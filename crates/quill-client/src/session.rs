//! The caller's session.

use quill_shared::dto::{AuthResponse, UserResponse};

/// Identity of the signed-in user for the lifetime of a session.
///
/// An empty session is anonymous. `load` starts a session from a fresh token and
/// `clear` ends it; nothing else changes the token.
#[derive(Debug, Clone, Default)]
pub struct Session {
    token: Option<String>,
    user: Option<UserResponse>,
}

impl Session {
    pub fn new() -> Self {
        Self::default()
    }

    /// Start a session from an auth response. Any previous user is forgotten.
    pub fn load(&mut self, auth: AuthResponse) {
        self.token = Some(auth.token);
        self.user = None;
    }

    /// Attach the profile fetched for the current token.
    pub fn set_user(&mut self, user: UserResponse) {
        if self.token.is_some() {
            self.user = Some(user);
        }
    }

    /// Sign out.
    pub fn clear(&mut self) {
        self.token = None;
        self.user = None;
    }

    pub fn token(&self) -> Option<&str> {
        self.token.as_deref()
    }

    pub fn user(&self) -> Option<&UserResponse> {
        self.user.as_ref()
    }

    pub fn is_authenticated(&self) -> bool {
        self.token.is_some()
    }
}

#[cfg(test)]
mod tests {
    use super::*;
    use uuid::Uuid;

    fn auth(token: &str) -> AuthResponse {
        AuthResponse {
            token: token.to_string(),
            token_type: "Bearer".to_string(),
            expires_in: 3600,
        }
    }

    fn profile() -> UserResponse {
        UserResponse {
            id: Uuid::new_v4(),
            username: "alice".to_string(),
            email: "alice@example.com".to_string(),
            created_at: chrono::Utc::now(),
        }
    }

    #[test]
    fn test_load_and_clear() {
        let mut session = Session::new();
        assert!(!session.is_authenticated());

        session.load(auth("t1"));
        session.set_user(profile());
        assert_eq!(session.token(), Some("t1"));
        assert_eq!(session.user().map(|u| u.username.as_str()), Some("alice"));

        session.clear();
        assert!(session.token().is_none());
        assert!(session.user().is_none());
    }

    #[test]
    fn test_reload_drops_previous_user() {
        let mut session = Session::new();
        session.load(auth("t1"));
        session.set_user(profile());

        session.load(auth("t2"));
        assert_eq!(session.token(), Some("t2"));
        assert!(session.user().is_none());
    }

    #[test]
    fn test_anonymous_session_ignores_profile() {
        let mut session = Session::new();
        session.set_user(profile());
        assert!(session.user().is_none());
    }
}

+ + + + + + +

- _Directions for this task_:
Look through the entries above. Copy each line in which the string "username" occurs.

- _Result of the exercise_:
            username: "alice".to_string(),
        assert_eq!(session.user().map(|u| u.username.as_str()), Some("alice"));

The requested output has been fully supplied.